- Exercise aim
Read the lines below, and copy any that contain the string "pair".

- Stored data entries
▽
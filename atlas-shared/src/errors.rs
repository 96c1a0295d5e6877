use axum::http::StatusCode;
use axum::response::{IntoResponse, Response};
use axum::Json;
use serde::{Deserialize, Serialize};

use crate::types::ApiErrorResponse;

/// Application error codes following the pattern E{area}{sequence}
///
/// Ranges:
/// - E0xxx: Shared/infrastructure errors
/// - E1xxx: Schema migration errors
#[derive(Debug, Clone, Copy, PartialEq, Eq, Serialize, Deserialize)]
pub enum ErrorCode {
    // Shared (E0xxx)
    NotFound,
    ServiceUnavailable,

    // Migrations (E1xxx)
    MigrationFailed,
    ChecksumMismatch,
    UnknownMigration,
    DuplicateMigration,
}

impl ErrorCode {
    pub fn code(&self) -> &'static str {
        match self {
            // Shared
            Self::NotFound => "E0003",
            Self::ServiceUnavailable => "E0007",

            // Migrations
            Self::MigrationFailed => "E1001",
            Self::ChecksumMismatch => "E1003",
            Self::UnknownMigration => "E1004",
            Self::DuplicateMigration => "E1005",
        }
    }

    pub fn status_code(&self) -> StatusCode {
        match self {
            Self::MigrationFailed | Self::DuplicateMigration => StatusCode::INTERNAL_SERVER_ERROR,
            Self::ServiceUnavailable => StatusCode::SERVICE_UNAVAILABLE,
            Self::NotFound => StatusCode::NOT_FOUND,
            Self::ChecksumMismatch | Self::UnknownMigration => StatusCode::CONFLICT,
        }
    }
}

#[derive(Debug, thiserror::Error)]
pub enum AppError {
    #[error("{message}")]
    Known {
        code: ErrorCode,
        message: String,
        details: Option<serde_json::Value>,
    },

    #[error("database error: {0}")]
    Database(#[from] diesel::result::Error),
}

impl AppError {
    pub fn new(code: ErrorCode, message: impl Into<String>) -> Self {
        Self::Known {
            code,
            message: message.into(),
            details: None,
        }
    }

    pub fn with_details(code: ErrorCode, message: impl Into<String>, details: serde_json::Value) -> Self {
        Self::Known {
            code,
            message: message.into(),
            details: Some(details),
        }
    }

    pub fn not_found(message: impl Into<String>) -> Self {
        Self::new(ErrorCode::NotFound, message)
    }

    pub fn service_unavailable(message: impl Into<String>) -> Self {
        Self::new(ErrorCode::ServiceUnavailable, message)
    }
}

impl IntoResponse for AppError {
    fn into_response(self) -> Response {
        let (status, error_response) = match &self {
            AppError::Known { code, message, details } => {
                let status = code.status_code();
                let mut resp = ApiErrorResponse::new(code.code(), message);
                if let Some(d) = details {
                    resp = resp.with_details(d.clone());
                }
                (status, resp)
            }
            AppError::Database(err) => {
                tracing::error!(error = %err, "database error");
                match err {
                    diesel::result::Error::NotFound => (
                        StatusCode::NOT_FOUND,
                        ApiErrorResponse::new("E0003", "resource not found"),
                    ),
                    _ => (
                        StatusCode::INTERNAL_SERVER_ERROR,
                        ApiErrorResponse::new("E0001", "database error"),
                    ),
                }
            }
        };

        (status, Json(error_response)).into_response()
    }
}

#[cfg(test)]
mod tests {
    use super::*;
    use axum::body::to_bytes;

    async fn body_json(err: AppError) -> serde_json::Value {
        let response = err.into_response();
        let bytes = to_bytes(response.into_body(), usize::MAX).await.unwrap();
        serde_json::from_slice(&bytes).unwrap()
    }

    #[test]
    fn codes_are_unique() {
        let all = [
            ErrorCode::NotFound,
            ErrorCode::ServiceUnavailable,
            ErrorCode::MigrationFailed,
            ErrorCode::ChecksumMismatch,
            ErrorCode::UnknownMigration,
            ErrorCode::DuplicateMigration,
        ];
        let mut codes: Vec<_> = all.iter().map(|c| c.code()).collect();
        codes.sort_unstable();
        codes.dedup();
        assert_eq!(codes.len(), all.len());
        // E0001 is reserved for unclassified database failures.
        assert!(!codes.contains(&"E0001"));
    }

    #[tokio::test]
    async fn not_found_envelope() {
        let response = AppError::not_found("resource not found").into_response();
        assert_eq!(response.status(), StatusCode::NOT_FOUND);

        let value = body_json(AppError::not_found("resource not found")).await;
        assert_eq!(value["success"], false);
        assert_eq!(value["error"]["code"], "E0003");
        assert_eq!(value["error"]["message"], "resource not found");
        assert!(value["error"].get("details").is_none());
    }

    #[tokio::test]
    async fn details_are_serialized() {
        let err = AppError::with_details(
            ErrorCode::ChecksumMismatch,
            "applied migrations changed",
            serde_json::json!({ "versions": [3] }),
        );
        let value = body_json(err).await;
        assert_eq!(value["error"]["code"], "E1003");
        assert_eq!(value["error"]["details"]["versions"][0], 3);
    }

    #[tokio::test]
    async fn diesel_not_found_maps_to_404() {
        let response = AppError::Database(diesel::result::Error::NotFound).into_response();
        assert_eq!(response.status(), StatusCode::NOT_FOUND);
    }

    #[tokio::test]
    async fn database_failure_hides_cause() {
        let err = AppError::Database(diesel::result::Error::QueryBuilderError("secret detail".into()));
        let value = body_json(err).await;
        assert_eq!(value["error"]["code"], "E0001");
        assert_eq!(value["error"]["message"], "database error");
    }
}
use std::collections::{HashMap, HashSet};

use chrono::{DateTime, Utc};
use metrics::counter;
use serde::Serialize;

use crate::error::{MigrationError, MigrationResult};
use crate::migration::Migration;
use crate::migrations;
use crate::models::{AppliedMigration, NewAppliedMigration};
use crate::store::MigrationStore;

#[derive(Debug, Clone, Copy, PartialEq, Eq, Serialize)]
#[serde(rename_all = "snake_case")]
pub enum MigrationState {
    Pending,
    Applied,
    /// Applied, but the SQL in this build no longer matches what ran.
    Drifted,
    /// Present in the ledger but not compiled into this build.
    Unknown,
}

#[derive(Debug, Clone, Serialize)]
pub struct MigrationStatus {
    pub version: i64,
    pub name: String,
    pub state: MigrationState,
    pub applied_at: Option<DateTime<Utc>>,
    pub adopted: bool,
}

/// Applies and reverts an ordered set of migrations against a
/// [`MigrationStore`]. Each migration and its ledger row commit together.
pub struct Migrator {
    migrations: Vec<Box<dyn Migration>>,
}

impl Migrator {
    pub fn new(mut migrations: Vec<Box<dyn Migration>>) -> MigrationResult<Self> {
        migrations.sort_by_key(|m| m.version());
        if let Some(pair) = migrations.windows(2).find(|w| w[0].version() == w[1].version()) {
            return Err(MigrationError::DuplicateVersion(pair[0].version()));
        }
        Ok(Self { migrations })
    }

    /// The migrations compiled into this crate.
    pub fn bundled() -> MigrationResult<Self> {
        Self::new(migrations::all())
    }

    pub fn migrations(&self) -> impl Iterator<Item = &dyn Migration> {
        self.migrations.iter().map(|m| &**m)
    }

    fn find(&self, version: i64) -> Option<&dyn Migration> {
        self.migrations
            .binary_search_by_key(&version, |m| m.version())
            .ok()
            .map(|i| &*self.migrations[i])
    }

    /// Read-only; a database without a ledger reports everything pending.
    pub fn status(&self, store: &mut dyn MigrationStore) -> MigrationResult<Vec<MigrationStatus>> {
        let applied = read_ledger(store)?;
        let by_version: HashMap<i64, &AppliedMigration> =
            applied.iter().map(|a| (a.version, a)).collect();

        let mut statuses: Vec<MigrationStatus> = self
            .migrations
            .iter()
            .map(|m| {
                let entry = by_version.get(&m.version());
                let state = match entry {
                    Some(a) if a.checksum == m.checksum() => MigrationState::Applied,
                    Some(_) => MigrationState::Drifted,
                    None => MigrationState::Pending,
                };
                MigrationStatus {
                    version: m.version(),
                    name: m.name().to_string(),
                    state,
                    applied_at: entry.map(|a| a.applied_at),
                    adopted: entry.is_some_and(|a| a.adopted),
                }
            })
            .collect();

        statuses.extend(applied.iter().filter(|a| self.find(a.version).is_none()).map(|a| {
            MigrationStatus {
                version: a.version,
                name: a.name.clone(),
                state: MigrationState::Unknown,
                applied_at: Some(a.applied_at),
                adopted: a.adopted,
            }
        }));
        statuses.sort_by_key(|s| s.version);
        Ok(statuses)
    }

    /// Read-only, like [`status`](Self::status).
    pub fn pending(&self, store: &mut dyn MigrationStore) -> MigrationResult<Vec<&dyn Migration>> {
        let applied: HashSet<i64> = read_ledger(store)?.iter().map(|a| a.version).collect();
        Ok(self
            .migrations()
            .filter(|m| !applied.contains(&m.version()))
            .collect())
    }

    /// Versions of applied migrations whose checksum no longer matches.
    pub fn verify(&self, store: &mut dyn MigrationStore) -> MigrationResult<Vec<i64>> {
        let applied = read_ledger(store)?;
        Ok(self.drifted(&applied))
    }

    fn drifted(&self, applied: &[AppliedMigration]) -> Vec<i64> {
        applied
            .iter()
            .filter_map(|a| {
                let m = self.find(a.version)?;
                (m.checksum() != a.checksum).then_some(a.version)
            })
            .collect()
    }

    /// Apply every pending migration in ascending order, stopping at the first
    /// failure. Returns the versions that were applied.
    pub fn run_pending(&self, store: &mut dyn MigrationStore) -> MigrationResult<Vec<i64>> {
        store.ensure_ledger()?;
        let applied = store.applied()?;

        let drifted = self.drifted(&applied);
        if !drifted.is_empty() {
            tracing::error!(versions = ?drifted, "refusing to migrate: applied migrations changed");
            return Err(MigrationError::ChecksumMismatch { versions: drifted });
        }

        let applied: HashSet<i64> = applied.iter().map(|a| a.version).collect();
        let mut done = Vec::new();
        for m in self.migrations().filter(|m| !applied.contains(&m.version())) {
            apply(store, m)?;
            done.push(m.version());
        }

        if done.is_empty() {
            tracing::info!("schema is up to date");
        } else {
            tracing::info!(count = done.len(), "migrations applied");
        }
        Ok(done)
    }

    /// Revert the newest `steps` applied migrations, newest first.
    pub fn revert(&self, store: &mut dyn MigrationStore, steps: usize) -> MigrationResult<Vec<i64>> {
        store.ensure_ledger()?;
        let applied = store.applied()?;
        if applied.is_empty() {
            return Err(MigrationError::NothingToRevert);
        }

        let mut done = Vec::new();
        for entry in applied.iter().rev().take(steps) {
            let m = self
                .find(entry.version)
                .ok_or(MigrationError::UnknownVersion(entry.version))?;
            revert(store, m, entry.adopted)?;
            done.push(m.version());
        }
        Ok(done)
    }

    /// Revert the newest applied migration and apply it again, both in one
    /// transaction, so a failed re-apply leaves it applied as before.
    pub fn redo(&self, store: &mut dyn MigrationStore) -> MigrationResult<i64> {
        store.ensure_ledger()?;
        let last = store
            .applied()?
            .pop()
            .ok_or(MigrationError::NothingToRevert)?;
        let m = self
            .find(last.version)
            .ok_or(MigrationError::UnknownVersion(last.version))?;

        let checksum = m.checksum();
        store.in_transaction(&mut |tx: &mut dyn MigrationStore| {
            revert_step(tx, m, last.adopted)?;
            apply_step(tx, m, &checksum)
        })?;
        counter!("migrations_reverted_total").increment(1);
        counter!("migrations_applied_total").increment(1);
        Ok(m.version())
    }
}

/// Ledger rows without creating the ledger; missing means nothing applied.
fn read_ledger(store: &mut dyn MigrationStore) -> MigrationResult<Vec<AppliedMigration>> {
    if !store.ledger_exists()? {
        return Ok(Vec::new());
    }
    store.applied()
}

fn apply(store: &mut dyn MigrationStore, m: &dyn Migration) -> MigrationResult<()> {
    let checksum = m.checksum();
    store.in_transaction(&mut |tx: &mut dyn MigrationStore| apply_step(tx, m, &checksum))?;
    counter!("migrations_applied_total").increment(1);
    Ok(())
}

fn revert(store: &mut dyn MigrationStore, m: &dyn Migration, adopted: bool) -> MigrationResult<()> {
    store.in_transaction(&mut |tx: &mut dyn MigrationStore| revert_step(tx, m, adopted))?;
    counter!("migrations_reverted_total").increment(1);
    Ok(())
}

/// Runs `up` and records it, unless the object is already present, in which
/// case the migration is only recorded as adopted.
fn apply_step(tx: &mut dyn MigrationStore, m: &dyn Migration, checksum: &str) -> MigrationResult<()> {
    let object = m.creates();
    let adopted = tx.object_exists(&object)?;
    if adopted {
        tracing::info!(
            version = m.version(),
            name = m.name(),
            object = %object,
            "object already exists, adopting migration"
        );
    } else {
        m.up(tx.executor())?;
    }
    tx.record_applied(NewAppliedMigration {
        version: m.version(),
        name: m.name(),
        checksum,
        adopted,
    })
}

/// Adopted migrations never created their object, so `down` is skipped.
fn revert_step(tx: &mut dyn MigrationStore, m: &dyn Migration, adopted: bool) -> MigrationResult<()> {
    if adopted {
        tracing::info!(
            version = m.version(),
            name = m.name(),
            object = %m.creates(),
            "leaving adopted object in place"
        );
    } else {
        m.down(tx.executor())?;
    }
    tx.remove_applied(m.version())
}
△
- Your solution
        if let Some(pair) = migrations.windows(2).find(|w| w[0].version() == w[1].version()) {
            return Err(MigrationError::DuplicateVersion(pair[0].version()));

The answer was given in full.